Stored data
#####

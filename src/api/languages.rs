//! Language endpoints

use axum::{
    extract::{Path, State},
    http::StatusCode,
    Json,
};
use validator::Validate;

use crate::{
    error::AppResult,
    models::language::{CreateLanguage, Language},
};

use super::AuthenticatedUser;

/// List all languages
#[utoipa::path(
    get,
    path = "/languages",
    tag = "languages",
    responses(
        (status = 200, description = "Language listing", body = Vec<Language>)
    )
)]
pub async fn list_languages(
    State(state): State<crate::AppState>,
) -> AppResult<Json<Vec<Language>>> {
    let languages = state.services.catalog.list_languages().await?;
    Ok(Json(languages))
}

/// Get language details
#[utoipa::path(
    get,
    path = "/languages/{id}",
    tag = "languages",
    params(("id" = i32, Path, description = "Language ID")),
    responses(
        (status = 200, description = "Language details", body = Language),
        (status = 404, description = "Language not found")
    )
)]
pub async fn get_language(
    State(state): State<crate::AppState>,
    Path(id): Path<i32>,
) -> AppResult<Json<Language>> {
    let language = state.services.catalog.get_language(id).await?;
    Ok(Json(language))
}

/// Create a new language
#[utoipa::path(
    post,
    path = "/languages",
    tag = "languages",
    security(("bearer_auth" = [])),
    request_body = CreateLanguage,
    responses(
        (status = 201, description = "Language created", body = Language),
        (status = 403, description = "Missing book-management permission")
    )
)]
pub async fn create_language(
    State(state): State<crate::AppState>,
    AuthenticatedUser(claims): AuthenticatedUser,
    Json(request): Json<CreateLanguage>,
) -> AppResult<(StatusCode, Json<Language>)> {
    claims.require_manage_books()?;
    request.validate()?;

    let language = state.services.catalog.create_language(request).await?;
    Ok((StatusCode::CREATED, Json(language)))
}

/// Delete a language. Rejected while books still reference it.
#[utoipa::path(
    delete,
    path = "/languages/{id}",
    tag = "languages",
    security(("bearer_auth" = [])),
    params(("id" = i32, Path, description = "Language ID")),
    responses(
        (status = 204, description = "Language deleted"),
        (status = 403, description = "Missing book-management permission"),
        (status = 404, description = "Language not found"),
        (status = 409, description = "Language still referenced by books")
    )
)]
pub async fn delete_language(
    State(state): State<crate::AppState>,
    AuthenticatedUser(claims): AuthenticatedUser,
    Path(id): Path<i32>,
) -> AppResult<StatusCode> {
    claims.require_manage_books()?;

    state.services.catalog.delete_language(id).await?;
    Ok(StatusCode::NO_CONTENT)
}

#####

Task details
If a line in the records above has the word "Json", copy it out.

Output of the exercise
    Json,
) -> AppResult<Json<Vec<Language>>> {
    Ok(Json(languages))
) -> AppResult<Json<Language>> {
    Ok(Json(language))
    Json(request): Json<CreateLanguage>,
) -> AppResult<(StatusCode, Json<Language>)> {
    Ok((StatusCode::CREATED, Json(language)))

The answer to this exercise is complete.